Task requirements:
Once the line with "self.exchange_rate" is found in the material, write out that line and every later line exactly, through the end.

Data listing:
'''
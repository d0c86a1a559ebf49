// ==========================================
// Mock 配置实现 - 用于集成测试
// ==========================================

use shipping_cost_analyzer::config::AnalyzerConfigReader;
use std::collections::HashMap;

/// Mock 配置结构
#[derive(Debug, Clone)]
pub struct MockConfig {
    pub exchange_rate: f64,
    pub carrier_marker: String,
    pub outlier_limit: usize,
    pub locale: String,
    pub country_overrides: HashMap<String, String>,
}

impl MockConfig {
    /// 创建默认配置
    pub fn default() -> Self {
        Self {
            exchange_rate: 0.139,
            carrier_marker: "4PX".to_string(),
            outlier_limit: 20,
            locale: "en".to_string(),
            country_overrides: HashMap::new(),
        }
    }

    /// 自定义汇率
    pub fn with_rate(rate: f64) -> Self {
        let mut config = Self::default();
        config.exchange_rate = rate;
        config
    }

    /// 追加国家名覆写
    pub fn with_override(mut self, chinese: &str, english: &str) -> Self {
        self.country_overrides
            .insert(chinese.to_string(), english.to_string());
        self
    }
}

impl AnalyzerConfigReader for MockConfig {
    fn exchange_rate_rmb_to_usd(&self) -> f64 {
        self.exchange_rate
    }

    fn carrier_marker(&self) -> &str {
        &self.carrier_marker
    }

    fn outlier_limit(&self) -> usize {
        self.outlier_limit
    }

    fn locale(&self) -> &str {
        &self.locale
    }

    fn country_overrides(&self) -> &HashMap<String, String> {
        &self.country_overrides
    }
}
'''
The completed task:
        self.exchange_rate
    }

    fn carrier_marker(&self) -> &str {
        &self.carrier_marker
    }

    fn outlier_limit(&self) -> usize {
        self.outlier_limit
    }

    fn locale(&self) -> &str {
        &self.locale
    }

    fn country_overrides(&self) -> &HashMap<String, String> {
        &self.country_overrides
    }
}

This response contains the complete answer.